Intensive care at Samitivej including doctors charges and all other charges for foreign non-residents (and they assume all foreigners are non-residents) whith insurance (again, they assume all foreigners have insurance) costs 50000 - 100000 Bt per day (thats fifty thousand to one hundred thousand)

 

do you know a foreigner who got the price of 6000-8000/d? Please let me know how he got that price.

 

Lampang provincial hospital will cost 1/7 of this price or less, so here cavanami is not far off the mark, esp. for a Thai patient.

 

 

To OP:

you are a bit naive:

"in the west, strictly on need/waiting list"

Wanna guess how Steve Jobs got his transplant?

 

Here, it's not just the money that counts, its connections. Of course, the rich tend to be better connected.

An example: if the Thai Red Cross has two units of a rare blood group (blood transfusions being the most common form of transplants), the next day zero units, the next day 2 units again and so on over a week or so... how come all these rare transfusions often end up at a patient who happens to be at Bumrungrad? And not one who is in Buriram Hospital?

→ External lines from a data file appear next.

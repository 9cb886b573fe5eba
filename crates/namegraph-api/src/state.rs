//! Application state management

use std::path::Path;
use std::time::Instant;

use namegraph_core::{AppConfig, InputConfig, Result, SegmentLevel};
use namegraph_extractor::{analyze_text, run_analysis, Analysis, RuleBasedNer};
use namegraph_parser::convert_to_text;

use crate::dashboard::render_dashboard;
use crate::stylesheet::{build_stylesheet, StyleRule};

/// Application state shared across handlers
pub struct AppState {
    /// Application configuration
    pub config: AppConfig,
    /// Frequencies, subjects and both graphs
    pub analysis: Analysis,
    /// Rendered dashboard page
    pub dashboard_html: String,
    /// Server start time
    pub start_time: Instant,
}

impl AppState {
    /// Create state around a finished analysis
    pub fn new(config: AppConfig, analysis: Analysis) -> Self {
        let dashboard_html = render_dashboard(&config.dashboard);
        Self {
            config,
            analysis,
            dashboard_html,
            start_time: Instant::now(),
        }
    }

    /// Run the whole pipeline for a configuration.
    ///
    /// Converts the e-book first when the text file does not exist yet.
    pub fn prepare(config: AppConfig) -> Result<Self> {
        prepare_text(&config.input)?;
        let recognizer = RuleBasedNer::from_config(&config.model, &config.names)?;
        let analysis = run_analysis(&config, &recognizer)?;
        Ok(Self::new(config, analysis))
    }

    /// Analyse text held in memory instead of the configured file
    pub fn from_text(config: AppConfig, text: &str) -> Result<Self> {
        let recognizer = RuleBasedNer::from_config(&config.model, &config.names)?;
        let analysis = analyze_text(text, &config.analysis, &config.names, &recognizer)?;
        Ok(Self::new(config, analysis))
    }

    /// Stylesheet for one level's diagram
    pub fn stylesheet(&self, level: SegmentLevel) -> Vec<StyleRule> {
        build_stylesheet(
            &self.config.dashboard,
            &self.config.names.highlight,
            self.analysis.graph(level).max_weight(),
        )
    }

    /// Get uptime in seconds
    pub fn uptime_secs(&self) -> u64 {
        self.start_time.elapsed().as_secs()
    }
}

/// Write the plain-text file from the e-book if it is missing
pub fn prepare_text(input: &InputConfig) -> Result<()> {
    if input.text_path.exists() {
        return Ok(());
    }
    let Some(epub_path) = input.epub_path.as_deref() else {
        return Ok(());
    };
    convert(epub_path, &input.text_path)
}

fn convert(epub_path: &Path, text_path: &Path) -> Result<()> {
    tracing::info!(
        "{} not found, extracting it from {}",
        text_path.display(),
        epub_path.display()
    );
    convert_to_text(epub_path, text_path)?;
    Ok(())
}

But then they may just as well end up in Chula, and there they have all kinds of patients...

You can talk with this individual that was paying 6000 Baht / day in IC on most Friday meet ups. The 6000 is for a bed in IC, no doctor fee, maybe meals, no meds, etc.

At the time, he only needed a bed. If they do dialysis, extra cost, monitoring equipment connected to you, extra costs. He did not have insurance the hospital knew this, maybe made a difference? Also, this was about two years ago, so maybe prices went up, but I don't think they are now at 50K a day. I think the dialysis was like 8000 Baht a session, which could be 8 hours long.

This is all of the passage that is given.